As soon as the $5000 is paid for taxes the house could be put up for sale. Then the 18 year old would get what is his. With the current plan the cousin is the one who benefits. He could turn around the week after he refinances and sell the house out from everyone, walk away with hundreds of thousands in profit. Then his parents and your MIL, and BIL would not have a place ot live.

And no a cousin is not immediate family. Immediate family are parents and children.

And no you did nothing, so you did nothing for anyone... well except encourage your husband to participate in giving away his brother's inheritance.


----------



## kittykatz

EleGirl said:


> As soon as the $5000 is paid for taxes the house could be put up for sale. Then the 18 year old would get what is his. With the current plan the cousin is the one who benefits. He could turn around the week after he refinances and sell the house out from everyone, walk away with hundreds of thousands in profit. Then his parents and your MIL, and BIL would not have a place ot live.
> 
> And no a cousin is not immediate family. Immediate family are parents and children.
> 
> And no you did nothing, so you did nothing for anyone... well except encourage your husband to participate in giving away his brother's inheritance.

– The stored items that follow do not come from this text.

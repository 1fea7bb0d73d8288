use std::sync::Arc;

use serde::Deserialize;

use super::ObjectStore;
use super::Result;

#[derive(Clone, Deserialize)]
#[serde(tag = "type")]
pub enum Config {
    S3(super::s3::S3Config),
    Memory(super::memory::MemoryConfig),
}

impl Config {
    pub async fn new_objects(&self) -> Result<Arc<dyn ObjectStore>> {
        match self {
            Self::S3(cfg) => Ok(Arc::new(cfg.new_objects().await?)),
            Self::Memory(cfg) => Ok(Arc::new(cfg.new_objects())),
        }
    }
}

There is absolutely no way that the aunts son is going to sell the land out from underneath everyone. That would defeat the whole purpose. You don't seem to understand. He is doing this to help his mom out because he doesn't want to see her lose her house. He isn't doing this just because he is concerned with benefiting himself... if that was the case he would have tried to do this a long time ago. He didn't even mention the idea until he found out that his mom was about to lose her house... so if that's what you're worried about, I can assure you that's not going to happen. I've known him for quite a while now and he has never done anything to make me feel distrustful of him... and especially to see him do that to his own mom... it just isn't going to happen... and if my aunt or MIL had any question at all in their mind that he might, they wouldn't go along with any of this. The cousin IS immediate family to the aunt. He is her son. You can't get much more immediate than that. He is not immediate family to my MIL but he is to the aunt... and the aunt is in the same situation as my MIL... both of them are at risk for losing their house... so why should it have to be only my MIL's son who does something? Its not like he's never helped her before... and you see how much it helped her. She's in the same bad situation now that she was the first time she asked for help. 

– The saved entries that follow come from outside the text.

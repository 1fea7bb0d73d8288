use std::path::Path;
use std::time::Duration;

use async_trait::async_trait;
use aws_credential_types::provider::{ProvideCredentials, SharedCredentialsProvider};
use aws_credential_types::Credentials;
use aws_sdk_s3::config::Region;
use aws_sdk_s3::presigning::PresigningConfig;
use aws_sdk_s3::primitives::ByteStream;
use aws_sdk_s3::types::{CompletedMultipartUpload, CompletedPart};
use aws_sdk_s3::Client;
use http::Uri;
use serde::Deserialize;

use super::{Chunk, Key, S3_MIN_PART_SIZE};

pub(crate) mod logging;
use super::errors::{Error, Result};
use super::s3::logging::LoggingInterceptor;
use super::ObjectStore;

#[derive(Clone, Deserialize)]
pub struct S3Config {
    bucket_name: String,
    region: String,
    /// Overrides the AWS endpoint, for S3-compatible stores.
    hostname: Option<String>,
    access_key: Option<String>,
    secret_key: Option<String>,
}

impl S3Config {
    pub async fn new_objects(&self) -> Result<S3> {
        let sdk_config = aws_config::load_from_env().await;

        let mut builder = aws_sdk_s3::config::Builder::from(&sdk_config)
            .region(Region::new(self.region.clone()))
            .interceptor(LoggingInterceptor);

        if let (Some(access_key), Some(secret_key)) = (&self.access_key, &self.secret_key) {
            let scp = SharedCredentialsProvider::new(
                Credentials::new(
                    access_key.clone(),
                    secret_key.clone(),
                    None,
                    None,
                    "stevedore",
                )
                .provide_credentials()
                .await?,
            );
            builder = builder.credentials_provider(scp);
        }

        if let Some(hostname) = &self.hostname {
            let uri = Uri::builder()
                .scheme("https")
                .authority(hostname.as_str())
                .path_and_query("/")
                .build()?;
            builder = builder.endpoint_url(uri.to_string());
        }

        let s3_client = aws_sdk_s3::Client::from_conf(builder.build());

        Ok(S3 {
            bucket_name: self.bucket_name.clone(),
            client: s3_client,
        })
    }
}

#[derive(Clone)]
pub struct S3 {
    bucket_name: String,
    client: Client,
}

#[async_trait]
impl ObjectStore for S3 {
    fn min_part_size(&self) -> u64 {
        S3_MIN_PART_SIZE
    }

    async fn initiate_chunked_upload(&self, key: &Key, content_type: &str) -> Result<String> {
        let create_multipart_upload_output = self
            .client
            .create_multipart_upload()
            .key(key.as_str())
            .content_type(content_type)
            .bucket(&self.bucket_name)
            .send()
            .await?;

        let upload_id = create_multipart_upload_output.upload_id.ok_or(
            Error::ObjectsFailedToInitiateChunkedUpload("missing upload id"),
        )?;

        Ok(upload_id)
    }

    async fn upload_chunk(
        &self,
        upload_id: &str,
        key: &Key,
        chunk_number: i32,
        path: &Path,
    ) -> Result<Chunk> {
        let content_length = tokio::fs::metadata(path).await?.len();
        let body = ByteStream::from_path(path).await?;
        let upload_part_output = self
            .client
            .upload_part()
            .upload_id(upload_id)
            .part_number(chunk_number)
            .key(key.as_str())
            .body(body)
            .content_length(content_length as i64)
            .bucket(&self.bucket_name)
            .send()
            .await?;

        let chunk = Chunk {
            e_tag: upload_part_output.e_tag,
            chunk_number,
        };

        Ok(chunk)
    }

    async fn finalize_chunked_upload(
        &self,
        upload_id: &str,
        key: &Key,
        chunks: Vec<Chunk>,
    ) -> Result<()> {
        let mut mpu = CompletedMultipartUpload::builder();
        for chunk in chunks {
            let mut pb = CompletedPart::builder();
            if let Some(e_tag) = &chunk.e_tag {
                pb = pb.e_tag(e_tag);
            }
            mpu = mpu.parts(pb.part_number(chunk.chunk_number).build());
        }
        let _complete_multipart_upload_output = self
            .client
            .complete_multipart_upload()
            .multipart_upload(mpu.build())
            .upload_id(upload_id)
            .key(key.as_str())
            .bucket(&self.bucket_name)
            .send()
            .await?;

        Ok(())
    }

    /// Abort the upload with a single `AbortMultipartUpload` call.
    ///
    /// Callers stop sending parts before they abort, so the only parts that can land afterwards
    /// are requests S3 had already accepted. Storage for those is reclaimed by the bucket's
    /// `AbortIncompleteMultipartUpload` lifecycle rule rather than by repeating the abort here.
    async fn abort_chunked_upload(&self, upload_id: &str, key: &Key) -> Result<()> {
        let _abort_multipart_upload_output = self
            .client
            .abort_multipart_upload()
            .upload_id(upload_id)
            .key(key.as_str())
            .bucket(&self.bucket_name)
            .send()
            .await?;

        Ok(())
    }

    async fn presign_get(&self, key: &Key, ttl: Duration) -> Result<String> {
        let presigned = self
            .client
            .get_object()
            .key(key.as_str())
            .bucket(&self.bucket_name)
            .presigned(PresigningConfig::expires_in(ttl)?)
            .await?;

        Ok(presigned.uri().to_string())
    }
}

She could sell the house IF she could do that according to the trust, I don't know for sure if she's even going to be able to let the cousin have it. She may run into complications with the trust and find out she can't do that. Up until this point, I was always under the impression that the trust did not allow her to sign it over to anyone else.. so who knows really. Even if she sells it to some stranger, the 18 yr old still wont get the house, so I don't see what good that would do anyway. If the house gets sold to a stranger, to a family member, to whoever, the 18 yr old still will end up losing the house. The only way he will get it is if his mom continues to live in it and makes sure that its being paid for... if it gets sold to anyone or gets foreclosed on, its gone. UNLESS she sales it to someone like the aunts son, who will buy the land but still continue to let everyone live there. And the way I see it, the 18 yr old will still get his inheritance if the cousin buys the property... even though it wont be the 18 yr olds name on the place, he and his mom get to continue to live there for probably as long as they want, and the best part is they wont even have to pay house payments anymore because the aunt is offering to take over payments. Sounds like a pretty sweet deal to me! I don't see the cousin ever kicking his mom or my MIL off the property to be honest... like I said, that would defeat the purpose. His main reasoning in doing this was to help them out. You can think whatever you want to think but my husband has helped before and its not fair that only one person in the family should be doing all the helping. I think its someone elses turn, which is why I have no problem letting him handle it and neither does my husband. I didn't have to "talk" my husband into doing much of anything. 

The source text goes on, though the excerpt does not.